On November 29, 2007, the trial court denied the Murrells’ declaratory relief claim and granted declaratory relief in favor of RHCA and the Fullers. In that portion of the judgment entered on January 4, 2008, concerning the declaratory relief sought in BC325047 (Murrells v. RHCA) and BC327629 (Fullers v. Murrells), the trial court ruled RHCA “may remove and/or cut back trees from within [its] easement on the Murrells’ property and cut back trees not growing in the easement in order to maintain and improve the view of the Fullers so long as such actions are not done arbitrarily and capriciously.”
The Murrells contend the trial court erred in declaring the CC&R’s authorized RHCA to remove easement trees from the Murrell property for the sole purpose of benefiting the Fullers’ view. They argue that although the CC&R’s authorize RHCA to cut back (“trim”) easement trees for view purposes, they do not empower RHCA to remove the trees unless such removal advances or benefits an easement purpose reserved to RHCA, which enhancement of a view is not such a purpose. We have already determined the Murrells’ interpretation of the CC&R’s to be erroneous in connection with the B202019 appeal.

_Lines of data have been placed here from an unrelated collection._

use crate::cli::ColorChoice;
use std::io::IsTerminal;

/// Initialize color mode based on CLI choice and environment
pub fn init(choice: ColorChoice) {
    let should_color = match choice {
        ColorChoice::Always => true,
        ColorChoice::Never => false,
        // Respect NO_COLOR (https://no-color.org/), else only on a terminal
        ColorChoice::Auto => std::env::var_os("NO_COLOR").is_none() && std::io::stdout().is_terminal(),
    };

    colored::control::set_override(should_color);
}
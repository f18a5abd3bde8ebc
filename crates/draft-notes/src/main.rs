mod cli;
mod color;
mod commands;
mod config;
mod logging;
mod output;

use anyhow::Result;
use clap::Parser;
use cli::{Cli, Commands};
use config::Config;
use gitlab_client::GitLabClient;
use output::output_error;
use std::process::ExitCode;
use std::time::Duration;

fn main() -> ExitCode {
    let cli = Cli::parse();
    color::init(cli.color);
    logging::init(cli.verbose);

    if let Err(e) = run(&cli) {
        output_error(&e, cli.format);
        return ExitCode::from(1);
    }

    ExitCode::SUCCESS
}

fn run(cli: &Cli) -> Result<()> {
    if let Commands::Completions { shell } = &cli.command {
        Cli::generate_completions(*shell);
        return Ok(());
    }

    let mut config = Config::load(cli.config.as_deref())?;
    config.merge_with_cli(cli.url.clone(), cli.token.clone(), cli.project.clone());

    // Config commands don't need a token or project
    if let Commands::Config { action } = &cli.command {
        return commands::config::handle_config(action, cli.config.as_deref(), &config, cli.format);
    }

    config.validate()?;

    let client = GitLabClient::builder()
        .base_url(&config.url)
        .token(config.token.as_deref().unwrap_or_default())
        .timeout(Duration::from_secs(config.timeout_secs))
        .build();
    let project = commands::draft::parse_project(config.project.as_deref().unwrap_or_default());

    commands::draft::handle_draft(client.draft_notes(), &project, &cli.command, cli.format)
}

Additionally, we uphold the court’s declaration in favor of the Fullers for the same reason. As stated in the Fullers’ trial brief, “any determination in this action that... RHCA had the right to order trees trimmed or removed from the Murrell property will automatically support a finding that the Fullers should prevail on their CC&R enforcement cause of action against the Murrells” because the Fullers presented their view impairment claims to the Board in conformity with Resolution Nos. 166 and 199, which were adopted to implement the view impairment provisions of the CC&R’s. (See Civ. Code, § 1354, subd. (a) [CC&R’s “may be enforced by any owner of a separate interest or by the association, or by both”].)
B. RHCA’s Cross-appeal
RHCA challenges the jury’s general verdicts in favor of the Murrells on their causes of action for breach of the CC&R’s and breach of fiduciary duty. RHCA contends that, as a matter of law, no breach of the CC&R’s was committed because: (1) the Murrells manifested their consent to removal of the two trees on their property, namely, Tree #10 and Tree #11, and such consent was not void as having been induced by fraud or duress (or both) on the part of RHCA or mistake on the part of the Murrells; (2) RHCA did not fail to follow its own procedures; (3) the doctrine of equitable estoppel is inapplicable; and (4) at most, RHCA’s trimming and removal of these trees amounted to an ultra vires act which is not actionable as breach of the CC&R’s.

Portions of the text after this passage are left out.